The 86 chevy that I am completing got its axels from an 80 dually pick up, and it has a dana 70 rear, and 60 front, however all my other gm one tons that I have owned have had a AAC rear. 
Here is a rundown of dana axels and their applications for GM
Dana 45 Rear 56-62 1/2 tons
Dana 60 rear 57-92 3/4 tons in latter years used mostly in G series vans
Dana 44 front 60-81 1/2-3/4 tons by 78 most trucks had the corp 10 bolt, but GM used them in limited numbers through 81
Dana 44 rear 63-68 1/2 ton very rare used only when 12 bolt corps were in short supply
Dana 60 front 77-92 1 ton also used in the M 1008 CUCV militarized Chevy p/u 
Dana 70 rear 73-94 1 ton and up used mostly in commercial applications such as motorhomes and step vans till 79 when it started showing up in dually p/u. It is not very common, and used when corp 14 bolts were not available. Used till 92 and then disappears from dana's books for those applications. 2 versions exist of this unit, one called the 70 HD and the 70U, u stands for undersized bearings, and is the weaker of the two. But the HD seems much more common.
Dana 80 Rear 92-up 1 Ton pick up mostly in p series vans
Dino


----------



## willysbill (Mar 27, 2003)

Hi Guys
Ok I the one that started this thread and I am still confused, watching and reading all the posts, I find I am still not enlightened as to what I have, the discussion seems to have gone from the rear end to the front end.
I have attached another pic (I hope) to try and clarify the rear end identification problem.
Please help.
Bill


----------



## Chuck Smith (Dec 30, 1999)

Sorry I wasn't more clear. You have the GM 14 Bolt, 10.5" ring gear, full floating axle. It is called a "14 bolt" because there are 14 bolts holding the rear cover on (which you can plainly see in the picture).

The Dana 44, Dana 60, and Dana 70, ALL have 10 bolts holding the rear cover on. Obviously there are other differences that distinguish all of these axles, but rest assured, you have a GM 14 bolt as I said above.

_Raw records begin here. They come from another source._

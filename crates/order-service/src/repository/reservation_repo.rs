//! 下单事务仓储（PostgreSQL）
//!
//! 订单写入与库存扣减在同一个数据库事务中完成。
//!
//! ## 并发控制
//!
//! - RowLock：`SELECT ... FOR UPDATE` 锁定活动行，并发事务排队，`lock_timeout` 限制等待时间
//! - Optimistic：普通读取，扣减时以旧值做条件更新，行数为 0 即冲突
//!
//! 两种策略都使用条件更新，行锁策略下条件恒成立。

use async_trait::async_trait;
use sqlx::{PgPool, Postgres, Transaction};
use tracing::debug;
use uuid::Uuid;

use super::traits::{ReservationRepositoryTrait, ReservationTransaction};
use crate::IsolationStrategy;
use crate::error::StoreResult;
use crate::models::{EventInventory, Order};

/// 下单事务仓储
pub struct ReservationRepository {
    pool: PgPool,
    /// 行锁等待上限（毫秒），0 表示不设置
    lock_timeout_ms: u64,
}

impl ReservationRepository {
    pub fn new(pool: PgPool, lock_timeout_ms: u64) -> Self {
        Self {
            pool,
            lock_timeout_ms,
        }
    }
}

#[async_trait]
impl ReservationRepositoryTrait for ReservationRepository {
    async fn begin(&self) -> StoreResult<Box<dyn ReservationTransaction>> {
        let mut tx = self.pool.begin().await?;

        if self.lock_timeout_ms > 0 {
            // SET LOCAL 不支持参数绑定，值来自配置的整数
            let sql = format!("SET LOCAL lock_timeout = '{}ms'", self.lock_timeout_ms);
            sqlx::query(&sql).execute(&mut *tx).await?;
        }

        Ok(Box::new(PgReservationTransaction { tx }))
    }
}

/// PostgreSQL 下单事务
///
/// sqlx 的 Transaction 在 drop 时自动回滚，调用方取消或超时都不会留下部分写入
pub struct PgReservationTransaction {
    tx: Transaction<'static, Postgres>,
}

#[async_trait]
impl ReservationTransaction for PgReservationTransaction {
    async fn get_event_for_update(
        &mut self,
        event_id: Uuid,
        strategy: IsolationStrategy,
    ) -> StoreResult<Option<EventInventory>> {
        let sql = match strategy {
            IsolationStrategy::RowLock => {
                r#"
                SELECT id, title, ticket_price, available_tickets, total_tickets, status
                FROM events
                WHERE id = $1
                FOR UPDATE
                "#
            }
            IsolationStrategy::Optimistic => {
                r#"
                SELECT id, title, ticket_price, available_tickets, total_tickets, status
                FROM events
                WHERE id = $1
                "#
            }
        };

        let event = sqlx::query_as::<_, EventInventory>(sql)
            .bind(event_id)
            .fetch_optional(&mut *self.tx)
            .await?;

        Ok(event)
    }

    async fn decrement_available(
        &mut self,
        event_id: Uuid,
        expected: i32,
        new_available: i32,
    ) -> StoreResult<bool> {
        let result = sqlx::query(
            r#"
            UPDATE events
            SET available_tickets = $3, updated_at = NOW()
            WHERE id = $1 AND available_tickets = $2
            "#,
        )
        .bind(event_id)
        .bind(expected)
        .bind(new_available)
        .execute(&mut *self.tx)
        .await?;

        let applied = result.rows_affected() == 1;
        if !applied {
            debug!(event_id = %event_id, expected, "available_tickets 已被并发修改");
        }

        Ok(applied)
    }

    async fn insert_order(&mut self, order: &Order) -> StoreResult<()> {
        sqlx::query(
            r#"
            INSERT INTO orders (id, buyer_id, event_id, quantity, total_amount, status, created_at)
            VALUES ($1, $2, $3, $4, $5, $6, $7)
            "#,
        )
        .bind(order.id)
        .bind(order.buyer_id)
        .bind(order.event_id)
        .bind(order.quantity)
        .bind(order.total_amount)
        .bind(order.status)
        .bind(order.created_at)
        .execute(&mut *self.tx)
        .await?;

        Ok(())
    }

    async fn commit(self: Box<Self>) -> StoreResult<()> {
        self.tx.commit().await?;
        Ok(())
    }

    async fn rollback(self: Box<Self>) -> StoreResult<()> {
        self.tx.rollback().await?;
        Ok(())
    }
}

Don't mind the discussion jumping around, once we get on a topic (such as axles) everyone wants to post all the facts they can on the topic, which I think is a great resource for all of us. Front axles, rear axles, etc. This thread will turn up in a search someday, and really help someone like yourself. 

~Chuck


----------



## Chuck Smith (Dec 30, 1999)

Here is a pic of the GM 14 bolt in my 77 Chevy K/20. Look familiar?

~Chuck


----------



## JohnnyU (Nov 21, 2002)

Chuck-

I thought they were called 10/12/14 bolts because there were 10/12/14 bolts that held the ring gear to the carrier?


----------



## willysbill (Mar 27, 2003)

Hi Chuck
Thanks for that, I didn't want to be a pain in the rear, but I had to have it clarified.
One other little question which has been bugging me, I see a lot of mention about K10 K20 K30 but hardly any on C30 are they an oddball thing or only exported to countries like Australia, everybody over here refers to Chevy Trucks/Pickups with the C prefix and not the K, just wondering 

Bill:waving:


----------



## Chuck Smith (Dec 30, 1999)

C= 2wd
K= 4wd

For Chevy, it's 10 (1/2 ton), 20 (3/4 ton), and 30 (1 ton).

For GMC, it's 15, 25 and 35. Same trucks, only minor differences.

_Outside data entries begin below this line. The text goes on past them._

#![forbid(unsafe_code)]

//! Forwarding slots: re-publish one subject's event on another subject.
//!
//! A [`Signal`] is attached to subject A like any slot, but its invocation
//! calls `notify` on subject B instead of a handler — either under a fixed
//! replacement name ([`Signal::renamed`]) or under the original incoming
//! name ([`Signal::new`]). Pipelines compose this way without A and B
//! knowing about each other beyond the relay itself.
//!
//! The relay holds the target subject weakly; if B is dropped first, the
//! relay goes inert and is swept like any dead slot.

use std::any::Any;
use std::rc::Rc;

use crate::payload::Payload;
use crate::safe_slot::SafeSlot;
use crate::slot::{Slot, SlotResult, SlotWrapper};
use crate::subject::{Subject, WeakSubject};

/// A slot that re-publishes notifications on another subject.
#[derive(Clone)]
pub struct Signal {
    slot: Slot,
}

impl Signal {
    /// Forward events to `target` under their original signal names.
    #[must_use]
    pub fn new(target: &Subject) -> Self {
        Self::build(target, None)
    }

    /// Forward events to `target`, renaming every one to `signal`.
    #[must_use]
    pub fn renamed(target: &Subject, signal: impl Into<String>) -> Self {
        Self::build(target, Some(signal.into()))
    }

    fn build(target: &Subject, rename: Option<String>) -> Self {
        Self {
            slot: Slot::from_wrapper(Rc::new(SignalValue {
                target: target.downgrade(),
                rename,
            })),
        }
    }

    /// The underlying slot binding, e.g. for equality checks.
    #[must_use]
    pub fn slot(&self) -> &Slot {
        &self.slot
    }
}

impl From<Signal> for Slot {
    fn from(signal: Signal) -> Self {
        signal.slot
    }
}

impl From<Signal> for SafeSlot {
    fn from(signal: Signal) -> Self {
        SafeSlot::from(signal.slot)
    }
}

struct SignalValue {
    target: WeakSubject,
    rename: Option<String>,
}

impl SlotWrapper for SignalValue {
    fn invoke(&self, _subject: &Subject, signal: &str, payload: &Payload) -> SlotResult {
        if let Some(target) = self.target.upgrade() {
            target.notify(self.rename.as_deref().unwrap_or(signal), payload);
        }
        Ok(())
    }

    fn matches(&self, other: &dyn SlotWrapper) -> bool {
        other
            .as_any()
            .downcast_ref::<Self>()
            .is_some_and(|rhs| self.target.ptr_eq(&rhs.target) && self.rename == rhs.rename)
    }

    fn as_any(&self) -> &dyn Any {
        self
    }

    fn is_bound(&self) -> bool {
        self.target.upgrade().is_some()
    }

    fn call_attached(&self, _subject: &Subject, _signal: &str, _slot: &Slot) -> SlotResult {
        Ok(())
    }

    fn call_detached(&self, _subject: &Subject, _signal: &str, _slot: &Slot) -> SlotResult {
        Ok(())
    }
}

// ---------------------------------------------------------------------------
// Tests
// ---------------------------------------------------------------------------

Snowybowtie, never heard of the number of bolts holding the ring gear on as far as 10 bolt, 12 bolt etc.  

~Chuck


----------



## willysbill (Mar 27, 2003)

Hi Chuck
Now I understand, we don't get too many 4WD types out here.
Thanks again for your help.
Regards
Bill:waving:


----------



## jfaw3520 (Jul 5, 2018)

I came across this old thread and I need help identifying this rear end, we were told it is a Dana 44 but with what I can find it appears to be a GM 9.5" rear end. Can you all provide any help on what it is? - we are trying to sell it. Thanks!


----------



## Philbilly2 (Aug 25, 2007)

That is a GM 14 bolt.

I think you are right the 9.5 as long as your picture is taken upside down?

Dana's have a tapping in them and a Dana 44 is a 10 bolt not a 14.


----------



## jfaw3520 (Jul 5, 2018)

That is what I could find that Dana's did not come in 14 bolts. We are going to flip it over tonight to see if we can find a part number. Thank you!


----------



## Philbilly2 (Aug 25, 2007)

After looking a bit better at you pic with the leaf springs, it is a 9.5 - 14 bolt that is upside down in the picture.

Hopefully this will help.


----------



## jfaw3520 (Jul 5, 2018)

Thank you! I had seen that diagram as well, which is what led me to believe that is what it is. Thank you!!


----------